== Exercise input ==

use serde::{Deserialize, Serialize};

/// Operation type carried by every envelope message
#[derive(Debug, Clone, Copy, PartialEq, Eq, Serialize, Deserialize)]
pub enum OperationType {
    Update,
    Delete,
    PartialUpdate,
}

impl OperationType {
    pub fn as_str(&self) -> &'static str {
        match self {
            Self::Update => "Update",
            Self::Delete => "Delete",
            Self::PartialUpdate => "PartialUpdate",
        }
    }
}

impl Default for OperationType {
    fn default() -> Self {
        Self::Update
    }
}
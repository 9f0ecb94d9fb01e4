pub mod api;
pub mod client;
pub mod error;
pub mod fields;
pub mod registry;
pub mod tree;

pub use api::MwsApi;
pub use error::MwsError;
pub use fields::{FieldMap, FieldValue};
pub use registry::ConnectionRegistry;
pub use tree::XmlNode;
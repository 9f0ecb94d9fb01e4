pub mod domain;
pub mod shared;
pub mod usecases;

#[cfg(test)]
pub mod test_support;
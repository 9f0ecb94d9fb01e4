use chrono::Utc;
use contracts::domain::a001_merchant_account::aggregate::{MerchantAccount, MerchantAccountId};
use contracts::domain::common::{BaseAggregate, EntityMetadata};
use contracts::enums::Region;
use serde::{Deserialize, Serialize};
use uuid::Uuid;

use sea_orm::entity::prelude::*;
use sea_orm::{ColumnTrait, EntityTrait, QueryFilter, Set};

use crate::shared::data::db::get_connection;

#[derive(Clone, Debug, PartialEq, DeriveEntityModel, Serialize, Deserialize)]
#[sea_orm(table_name = "a001_merchant_account")]
pub struct Model {
    #[sea_orm(primary_key, auto_increment = false)]
    pub id: String,
    pub code: String,
    pub description: String,
    pub comment: Option<String>,
    pub seller_id: String,
    pub aws_api_key: String,
    pub aws_api_secret: String,
    pub region: String,
    pub is_deleted: bool,
    pub created_at: Option<chrono::DateTime<chrono::Utc>>,
    pub updated_at: Option<chrono::DateTime<chrono::Utc>>,
    pub version: i32,
}

#[derive(Copy, Clone, Debug, EnumIter, DeriveRelation)]
pub enum Relation {}

impl ActiveModelBehavior for ActiveModel {}

impl From<Model> for MerchantAccount {
    fn from(m: Model) -> Self {
        let metadata = EntityMetadata {
            created_at: m.created_at.unwrap_or_else(Utc::now),
            updated_at: m.updated_at.unwrap_or_else(Utc::now),
            is_deleted: m.is_deleted,
            version: m.version,
        };
        let uuid = Uuid::parse_str(&m.id).unwrap_or_else(|_| Uuid::new_v4());

        MerchantAccount {
            base: BaseAggregate::with_metadata(
                MerchantAccountId(uuid),
                m.code,
                m.description,
                m.comment.clone(),
                metadata,
            ),
            seller_id: m.seller_id,
            aws_api_key: m.aws_api_key,
            aws_api_secret: m.aws_api_secret,
            region: Region::from_code(&m.region).unwrap_or_default(),
        }
    }
}

fn conn() -> &'static DatabaseConnection {
    get_connection()
}

fn to_active(aggregate: &MerchantAccount) -> ActiveModel {
    ActiveModel {
        id: Set(aggregate.base.id.value().to_string()),
        code: Set(aggregate.base.code.clone()),
        description: Set(aggregate.base.description.clone()),
        comment: Set(aggregate.base.comment.clone()),
        seller_id: Set(aggregate.seller_id.clone()),
        aws_api_key: Set(aggregate.aws_api_key.clone()),
        aws_api_secret: Set(aggregate.aws_api_secret.clone()),
        region: Set(aggregate.region.code().to_string()),
        is_deleted: Set(aggregate.base.metadata.is_deleted),
        created_at: Set(Some(aggregate.base.metadata.created_at)),
        updated_at: Set(Some(aggregate.base.metadata.updated_at)),
        version: Set(aggregate.base.metadata.version),
    }
}

pub async fn list_all() -> anyhow::Result<Vec<MerchantAccount>> {
    let mut items: Vec<MerchantAccount> = Entity::find()
        .filter(Column::IsDeleted.eq(false))
        .all(conn())
        .await?
        .into_iter()
        .map(Into::into)
        .collect();
    items.sort_by(|a, b| {
        a.base
            .description
            .to_lowercase()
            .cmp(&b.base.description.to_lowercase())
    });
    Ok(items)
}

pub async fn get_by_id(id: Uuid) -> anyhow::Result<Option<MerchantAccount>> {
    let result = Entity::find_by_id(id.to_string()).one(conn()).await?;
    Ok(result.map(Into::into))
}

pub async fn get_by_seller_id(seller_id: &str) -> anyhow::Result<Option<MerchantAccount>> {
    let result = Entity::find()
        .filter(Column::SellerId.eq(seller_id))
        .one(conn())
        .await?;
    Ok(result.map(Into::into))
}

pub async fn insert(aggregate: &MerchantAccount) -> anyhow::Result<Uuid> {
    let uuid = aggregate.base.id.value();
    to_active(aggregate).insert(conn()).await?;
    Ok(uuid)
}

pub async fn update(aggregate: &MerchantAccount) -> anyhow::Result<()> {
    to_active(aggregate).update(conn()).await?;
    Ok(())
}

===

Aim of the exercise: Each of the records is to be repeated word for word.

Problem solution:
use serde::{Deserialize, Serialize};

/// Operation type carried by every envelope message
#[derive(Debug, Clone, Copy, PartialEq, Eq, Serialize, Deserialize)]
pub enum OperationType {
    Update,
    Delete,
    PartialUpdate,
}

impl OperationType {
    pub fn as_str(&self) -> &'static str {
        match self {
            Self::Update => "Update",
            Self::Delete => "Delete",
            Self::PartialUpdate => "PartialUpdate",
        }
    }
}

impl Default for OperationType {
    fn default() -> Self {
        Self::Update
    }
}
repository 9f0ecb94d9fb01e4
pub mod api;
pub mod client;
pub mod error;
pub mod fields;
pub mod registry;
pub mod tree;

pub use api::MwsApi;
pub use error::MwsError;
pub use fields::{FieldMap, FieldValue};
pub use registry::ConnectionRegistry;
pub use tree::XmlNode;
repository 9f0ecb94d9fb01e4
pub mod domain;
pub mod shared;
pub mod usecases;

#[cfg(test)]
pub mod test_support;
repository 9f0ecb94d9fb01e4
use chrono::Utc;
use contracts::domain::a001_merchant_account::aggregate::{MerchantAccount, MerchantAccountId};
use contracts::domain::common::{BaseAggregate, EntityMetadata};
use contracts::enums::Region;
use serde::{Deserialize, Serialize};
use uuid::Uuid;

use sea_orm::entity::prelude::*;
use sea_orm::{ColumnTrait, EntityTrait, QueryFilter, Set};

use crate::shared::data::db::get_connection;

#[derive(Clone, Debug, PartialEq, DeriveEntityModel, Serialize, Deserialize)]
#[sea_orm(table_name = "a001_merchant_account")]
pub struct Model {
    #[sea_orm(primary_key, auto_increment = false)]
    pub id: String,
    pub code: String,
    pub description: String,
    pub comment: Option<String>,
    pub seller_id: String,
    pub aws_api_key: String,
    pub aws_api_secret: String,
    pub region: String,
    pub is_deleted: bool,
    pub created_at: Option<chrono::DateTime<chrono::Utc>>,
    pub updated_at: Option<chrono::DateTime<chrono::Utc>>,
    pub version: i32,
}

#[derive(Copy, Clone, Debug, EnumIter, DeriveRelation)]
pub enum Relation {}

impl ActiveModelBehavior for ActiveModel {}

impl From<Model> for MerchantAccount {
    fn from(m: Model) -> Self {
        let metadata = EntityMetadata {
            created_at: m.created_at.unwrap_or_else(Utc::now),
            updated_at: m.updated_at.unwrap_or_else(Utc::now),
            is_deleted: m.is_deleted,
            version: m.version,
        };
        let uuid = Uuid::parse_str(&m.id).unwrap_or_else(|_| Uuid::new_v4());

        MerchantAccount {
            base: BaseAggregate::with_metadata(
                MerchantAccountId(uuid),
                m.code,
                m.description,
                m.comment.clone(),
                metadata,
            ),
            seller_id: m.seller_id,
            aws_api_key: m.aws_api_key,
            aws_api_secret: m.aws_api_secret,
            region: Region::from_code(&m.region).unwrap_or_default(),
        }
    }
}

fn conn() -> &'static DatabaseConnection {
    get_connection()
}

fn to_active(aggregate: &MerchantAccount) -> ActiveModel {
    ActiveModel {
        id: Set(aggregate.base.id.value().to_string()),
        code: Set(aggregate.base.code.clone()),
        description: Set(aggregate.base.description.clone()),
        comment: Set(aggregate.base.comment.clone()),
        seller_id: Set(aggregate.seller_id.clone()),
        aws_api_key: Set(aggregate.aws_api_key.clone()),
        aws_api_secret: Set(aggregate.aws_api_secret.clone()),
        region: Set(aggregate.region.code().to_string()),
        is_deleted: Set(aggregate.base.metadata.is_deleted),
        created_at: Set(Some(aggregate.base.metadata.created_at)),
        updated_at: Set(Some(aggregate.base.metadata.updated_at)),
        version: Set(aggregate.base.metadata.version),
    }
}

pub async fn list_all() -> anyhow::Result<Vec<MerchantAccount>> {
    let mut items: Vec<MerchantAccount> = Entity::find()
        .filter(Column::IsDeleted.eq(false))
        .all(conn())
        .await?
        .into_iter()
        .map(Into::into)
        .collect();
    items.sort_by(|a, b| {
        a.base
            .description
            .to_lowercase()
            .cmp(&b.base.description.to_lowercase())
    });
    Ok(items)
}

pub async fn get_by_id(id: Uuid) -> anyhow::Result<Option<MerchantAccount>> {
    let result = Entity::find_by_id(id.to_string()).one(conn()).await?;
    Ok(result.map(Into::into))
}

pub async fn get_by_seller_id(seller_id: &str) -> anyhow::Result<Option<MerchantAccount>> {
    let result = Entity::find()
        .filter(Column::SellerId.eq(seller_id))
        .one(conn())
        .await?;
    Ok(result.map(Into::into))
}

pub async fn insert(aggregate: &MerchantAccount) -> anyhow::Result<Uuid> {
    let uuid = aggregate.base.id.value();
    to_active(aggregate).insert(conn()).await?;
    Ok(uuid)
}

pub async fn update(aggregate: &MerchantAccount) -> anyhow::Result<()> {
    to_active(aggregate).update(conn()).await?;
    Ok(())
}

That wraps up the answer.